Elixir Version Managers

Nope, but on the other side, I simply removed gemsets all together from 3 repos that used it. As gemset gives no advantages (at least I really can’t see any), and really work only with rvm.

What is the advantage of a .ruby-gemset over using a Gemfile with Bundle?

Gemsets give you…

…compartmentalized independent ruby setups. This means that ruby, gems and irb are all separate and self-contained - from the system, and from each other.

https://rvm.io/gemsets/basics

Ok, but what advantage that gives you? All of the gems and ruby installations are practically immutable. They do not change in any way not matter what application is run (do they?). So there is no advantage.

Anyway were diverging :slight_smile: Asdf work’s great with elixir, and any IDE/Editor I tried to write code in. If you need gemsets functionality you’re out of luck with asdf :frowning: Just like you’re out of luck when you need full rustup functionality when using rust.

I used gemsets a lot before bundler was a thing. I think that they are just a relict from those days. Also they give you a separation of environments which can’t leak by design, no bundle exec necessary.
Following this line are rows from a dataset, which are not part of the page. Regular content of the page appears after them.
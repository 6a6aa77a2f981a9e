//! Wire messages exchanged with the upstream source and downstream viewers.
//!
//! Upstream frames are loosely typed (an object with a `type` tag, a bare
//! number, or arbitrary text), so they are decoded into [`InboundFrame`]
//! once and everything past that point matches on the variant. Downstream
//! messages are strictly typed in both directions.

use serde::{Deserialize, Serialize};
use serde_json::{Map, Value};

use crate::error::Result;
use crate::telemetry::{DEFAULT_UNIT, TelemetrySample, current_iso_timestamp};

/// A frame received from the upstream source.
#[derive(Debug, Clone, PartialEq)]
pub enum InboundFrame {
    /// A reading, either tagged `heart_rate` or a bare number.
    HeartRate { value: f64, unit: String },
    /// Keepalive echo.
    Heartbeat { timestamp: Option<String> },
    /// Acknowledgement from the source.
    Ack { message: Option<String> },
    /// Structured frame with a tag this relay does not act on.
    Unknown { kind: String, payload: Value },
    /// Anything that is not a usable structured frame.
    Unparsed(String),
}

impl InboundFrame {
    /// Decode a raw text frame.
    ///
    /// Never fails: input that does not match a known shape becomes
    /// [`InboundFrame::Unparsed`] carrying the original text.
    pub fn decode(raw: &str) -> Self {
        let value: Value = match serde_json::from_str(raw) {
            Ok(value) => value,
            Err(_) => return Self::Unparsed(raw.to_string()),
        };

        match value {
            Value::Number(n) => match n.as_f64() {
                Some(value) => Self::HeartRate {
                    value,
                    unit: DEFAULT_UNIT.to_string(),
                },
                None => Self::Unparsed(raw.to_string()),
            },
            Value::Object(map) => Self::from_object(map, raw),
            _ => Self::Unparsed(raw.to_string()),
        }
    }

    fn from_object(map: Map<String, Value>, raw: &str) -> Self {
        let kind = map
            .get("type")
            .and_then(Value::as_str)
            .unwrap_or("unknown")
            .to_string();

        match kind.as_str() {
            "heart_rate" => match map.get("value").and_then(Value::as_f64) {
                Some(value) => Self::HeartRate {
                    value,
                    unit: string_field(&map, "unit").unwrap_or_else(|| DEFAULT_UNIT.to_string()),
                },
                // A reading without a numeric value is only useful as a diagnostic.
                None => Self::Unparsed(raw.to_string()),
            },
            "heartbeat" => Self::Heartbeat {
                timestamp: string_field(&map, "timestamp"),
            },
            "ack" => Self::Ack {
                message: string_field(&map, "message"),
            },
            _ => Self::Unknown {
                kind,
                payload: Value::Object(map),
            },
        }
    }

    /// Short name of the variant, for logging.
    pub fn kind(&self) -> &str {
        match self {
            Self::HeartRate { .. } => "heart_rate",
            Self::Heartbeat { .. } => "heartbeat",
            Self::Ack { .. } => "ack",
            Self::Unknown { kind, .. } => kind,
            Self::Unparsed(_) => "unparsed",
        }
    }
}

fn string_field(map: &Map<String, Value>, key: &str) -> Option<String> {
    map.get(key).and_then(Value::as_str).map(str::to_string)
}

/// Frames this relay sends upstream.
#[derive(Debug, Clone, PartialEq, Serialize, Deserialize)]
#[serde(tag = "type", rename_all = "snake_case")]
pub enum OutboundFrame {
    /// Keepalive sent periodically while connected.
    Heartbeat { timestamp: String },
}

impl OutboundFrame {
    /// A keepalive stamped with the current time.
    pub fn keepalive() -> Self {
        Self::Heartbeat {
            timestamp: current_iso_timestamp(),
        }
    }

    /// Serialize to the JSON text sent on the wire.
    pub fn to_json(&self) -> Result<String> {
        Ok(serde_json::to_string(self)?)
    }
}

/// Messages a downstream viewer sends to the relay.
#[derive(Debug, Clone, PartialEq, Serialize, Deserialize)]
#[serde(tag = "type", rename_all = "snake_case")]
pub enum ClientMessage {
    /// Authentication handshake.
    Auth {
        #[serde(default)]
        code: String,
    },
}

impl ClientMessage {
    /// Decode a viewer frame; unknown or malformed frames yield `None`.
    pub fn decode(raw: &str) -> Option<Self> {
        serde_json::from_str(raw).ok()
    }
}

/// Messages the relay sends to downstream viewers.
#[derive(Debug, Clone, PartialEq, Serialize, Deserialize)]
#[serde(tag = "type", rename_all = "snake_case")]
pub enum ServerMessage {
    /// Outcome of an authentication handshake.
    AuthResult {
        success: bool,
        #[serde(default, skip_serializing_if = "Option::is_none")]
        message: Option<String>,
    },
    /// Latest reading.
    HeartRate { current: f64, timestamp: String },
}

impl ServerMessage {
    /// Successful handshake acknowledgement.
    pub fn auth_accepted() -> Self {
        Self::AuthResult {
            success: true,
            message: None,
        }
    }

    /// Failed handshake acknowledgement.
    pub fn auth_rejected(message: impl Into<String>) -> Self {
        Self::AuthResult {
            success: false,
            message: Some(message.into()),
        }
    }

    /// Broadcast payload for a sample.
    pub fn reading(sample: &TelemetrySample) -> Self {
        Self::HeartRate {
            current: sample.value,
            timestamp: sample.timestamp(),
        }
    }

    /// Serialize to the JSON text sent on the wire.
    pub fn to_json(&self) -> Result<String> {
        Ok(serde_json::to_string(self)?)
    }
}

#[cfg(test)]
mod tests {
    use super::*;

    #[test]
    fn test_decode_heart_rate() {
        let frame = InboundFrame::decode(r#"{"type":"heart_rate","value":72,"unit":"bpm"}"#);
        assert_eq!(
            frame,
            InboundFrame::HeartRate {
                value: 72.0,
                unit: "bpm".to_string()
            }
        );
    }

    #[test]
    fn test_decode_heart_rate_default_unit() {
        let frame = InboundFrame::decode(r#"{"type":"heart_rate","value":61.5}"#);
        assert_eq!(
            frame,
            InboundFrame::HeartRate {
                value: 61.5,
                unit: "bpm".to_string()
            }
        );
    }

    #[test]
    fn test_decode_heart_rate_without_value() {
        let raw = r#"{"type":"heart_rate","unit":"bpm"}"#;
        assert_eq!(
            InboundFrame::decode(raw),
            InboundFrame::Unparsed(raw.to_string())
        );

        let raw = r#"{"type":"heart_rate","value":"fast"}"#;
        assert_eq!(
            InboundFrame::decode(raw),
            InboundFrame::Unparsed(raw.to_string())
        );
    }

    #[test]
    fn test_decode_bare_number() {
        assert_eq!(
            InboundFrame::decode("85"),
            InboundFrame::HeartRate {
                value: 85.0,
                unit: "bpm".to_string()
            }
        );
    }

    #[test]
    fn test_decode_inert_frames() {
        let frame = InboundFrame::decode(r#"{"type":"heartbeat","timestamp":"2024-01-01T00:00:00"}"#);
        assert_eq!(
            frame,
            InboundFrame::Heartbeat {
                timestamp: Some("2024-01-01T00:00:00".to_string())
            }
        );

        let frame = InboundFrame::decode(r#"{"type":"ack","message":"welcome"}"#);
        assert_eq!(
            frame,
            InboundFrame::Ack {
                message: Some("welcome".to_string())
            }
        );
    }

    #[test]
    fn test_decode_unknown_tag() {
        match InboundFrame::decode(r#"{"type":"battery","level":40}"#) {
            InboundFrame::Unknown { kind, payload } => {
                assert_eq!(kind, "battery");
                assert_eq!(payload["level"], 40);
            }
            other => panic!("unexpected frame: {:?}", other),
        }

        let frame = InboundFrame::decode(r#"{"value":40}"#);
        assert_eq!(frame.kind(), "unknown");
    }

    #[test]
    fn test_decode_unparsed() {
        assert_eq!(
            InboundFrame::decode("hello there"),
            InboundFrame::Unparsed("hello there".to_string())
        );
        assert_eq!(
            InboundFrame::decode(r#""quoted""#),
            InboundFrame::Unparsed(r#""quoted""#.to_string())
        );
        assert_eq!(
            InboundFrame::decode("[1,2,3]"),
            InboundFrame::Unparsed("[1,2,3]".to_string())
        );
    }

    #[test]
    fn test_keepalive_shape() {
        let json = OutboundFrame::keepalive().to_json().unwrap();
        let value: Value = serde_json::from_str(&json).unwrap();
        assert_eq!(value["type"], "heartbeat");
        assert!(value["timestamp"].is_string());
    }

    #[test]
    fn test_client_auth() {
        assert_eq!(
            ClientMessage::decode(r#"{"type":"auth","code":"XPH5"}"#),
            Some(ClientMessage::Auth {
                code: "XPH5".to_string()
            })
        );
        assert_eq!(
            ClientMessage::decode(r#"{"type":"auth"}"#),
            Some(ClientMessage::Auth {
                code: String::new()
            })
        );
        assert_eq!(ClientMessage::decode(r#"{"type":"subscribe"}"#), None);
        assert_eq!(ClientMessage::decode("not json"), None);
    }

    #[test]
    fn test_auth_result_shapes() {
        let accepted = ServerMessage::auth_accepted().to_json().unwrap();
        assert_eq!(accepted, r#"{"type":"auth_result","success":true}"#);

        let rejected = ServerMessage::auth_rejected("invalid access code")
            .to_json()
            .unwrap();
        let value: Value = serde_json::from_str(&rejected).unwrap();
        assert_eq!(value["type"], "auth_result");
        assert_eq!(value["success"], false);
        assert_eq!(value["message"], "invalid access code");
    }

    #[test]
    fn test_reading_shape() {
        let sample = TelemetrySample::new(72.0, "bpm");
        let json = ServerMessage::reading(&sample).to_json().unwrap();
        let value: Value = serde_json::from_str(&json).unwrap();

        assert_eq!(value["type"], "heart_rate");
        assert_eq!(value["current"].as_f64(), Some(72.0));
        assert_eq!(value["timestamp"], sample.timestamp());
    }
}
I’ve read that there are performance benefits; with gemsets you have just the gems you need for that application, without them, your ruby install could have hundreds of gems (who’s gem-specs need to be parsed) - so you get faster loading.

For chruby, there’s https://github.com/postmodern/gem_home

I haven’t used them myself as I’ve not run into any performance issues.

Just tried asdf and it worked like a charm. I’ll use it now for everything, many thanks for the recommendations!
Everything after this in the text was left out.